══ Data to examine ══

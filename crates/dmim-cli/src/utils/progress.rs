use dmimccs::engine::progress::{DatasetStep, Progress, ProgressCallback};
use indicatif::{ProgressBar, ProgressState, ProgressStyle};
use std::sync::{Arc, Mutex};
use std::time::Duration;
use tracing::warn;

const SPINNER_TICK_MS: u64 = 80;

#[derive(Clone)]
pub struct CliProgressHandler {
    pb: Arc<Mutex<ProgressBar>>,
}

impl CliProgressHandler {
    pub fn new() -> Self {
        let pb = ProgressBar::new(0)
            .with_style(Self::spinner_style())
            .with_message("Initializing...");
        pb.set_draw_target(indicatif::ProgressDrawTarget::stderr());
        pb.disable_steady_tick();
        pb.finish_and_clear();

        Self {
            pb: Arc::new(Mutex::new(pb)),
        }
    }

    fn step_label(step: DatasetStep) -> &'static str {
        match step {
            DatasetStep::Featurize => "Featurizing",
            DatasetStep::Split => "Splitting",
            DatasetStep::Scale => "Scaling",
        }
    }

    pub fn get_callback(&self) -> ProgressCallback<'static> {
        let pb_clone = self.pb.clone();

        Box::new(move |progress: Progress| {
            let Ok(mut pb_guard) = pb_clone.lock() else {
                warn!("Progress bar mutex was poisoned. Cannot update progress.");
                return;
            };

            match progress {
                Progress::StepStart { step } => {
                    pb_guard.reset();
                    pb_guard.set_length(0);
                    pb_guard.set_style(Self::spinner_style());
                    pb_guard.enable_steady_tick(Duration::from_millis(SPINNER_TICK_MS));
                    pb_guard.set_message(Self::step_label(step));
                }
                Progress::StepFinish { step } => {
                    pb_guard.disable_steady_tick();
                    pb_guard.finish_with_message(format!("✓ {}", Self::step_label(step)));
                }
                Progress::BatchStart { total } => {
                    pb_guard.disable_steady_tick();
                    pb_guard.reset();
                    pb_guard.set_length(total);
                    pb_guard.set_position(0);
                    pb_guard.set_style(Self::bar_style());
                    pb_guard.set_message("Structures");
                }
                Progress::BatchIncrement => {
                    pb_guard.inc(1);
                }
                Progress::BatchFinish { failed } => {
                    if pb_guard.position() < pb_guard.length().unwrap_or(0) {
                        pb_guard.set_position(pb_guard.length().unwrap_or(0));
                    }
                    if failed > 0 {
                        pb_guard.finish_with_message(format!("{} failed", failed));
                    } else {
                        pb_guard.finish_with_message("✓ Done");
                    }
                }
                Progress::Message(msg) => {
                    if !pb_guard.is_finished() {
                        pb_guard.println(format!("  {}", msg));
                    } else {
                        pb_guard.set_message(msg);
                    }
                }
            }
        })
    }

    fn spinner_style() -> ProgressStyle {
        ProgressStyle::with_template("{spinner:.green} {msg}")
            .unwrap_or_else(|_| ProgressStyle::default_spinner())
    }

    fn bar_style() -> ProgressStyle {
        ProgressStyle::with_template("{msg:<20} [{bar:40.cyan/blue}] {pos}/{len} ({eta})")
            .unwrap_or_else(|_| ProgressStyle::default_bar())
            .with_key(
                "eta",
                |state: &ProgressState, w: &mut dyn std::fmt::Write| {
                    let _ = write!(w, "{:.1}s", state.eta().as_secs_f64());
                },
            )
            .progress_chars("##-")
    }
}

impl Default for CliProgressHandler {
    fn default() -> Self {
        Self::new()
    }
}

═══

**Exercise objective:** Stop at the line containing "pb_guard.set_length(0);". Please print exactly every line before it from the start of the records, plus that line itself, and nothing else.

**Exercise result:**
filename crates/dmim-cli/src/utils/progress.rs
use dmimccs::engine::progress::{DatasetStep, Progress, ProgressCallback};
use indicatif::{ProgressBar, ProgressState, ProgressStyle};
use std::sync::{Arc, Mutex};
use std::time::Duration;
use tracing::warn;

const SPINNER_TICK_MS: u64 = 80;

#[derive(Clone)]
pub struct CliProgressHandler {
    pb: Arc<Mutex<ProgressBar>>,
}

impl CliProgressHandler {
    pub fn new() -> Self {
        let pb = ProgressBar::new(0)
            .with_style(Self::spinner_style())
            .with_message("Initializing...");
        pb.set_draw_target(indicatif::ProgressDrawTarget::stderr());
        pb.disable_steady_tick();
        pb.finish_and_clear();

        Self {
            pb: Arc::new(Mutex::new(pb)),
        }
    }

    fn step_label(step: DatasetStep) -> &'static str {
        match step {
            DatasetStep::Featurize => "Featurizing",
            DatasetStep::Split => "Splitting",
            DatasetStep::Scale => "Scaling",
        }
    }

    pub fn get_callback(&self) -> ProgressCallback<'static> {
        let pb_clone = self.pb.clone();

        Box::new(move |progress: Progress| {
            let Ok(mut pb_guard) = pb_clone.lock() else {
                warn!("Progress bar mutex was poisoned. Cannot update progress.");
                return;
            };

            match progress {
                Progress::StepStart { step } => {
                    pb_guard.reset();
                    pb_guard.set_length(0);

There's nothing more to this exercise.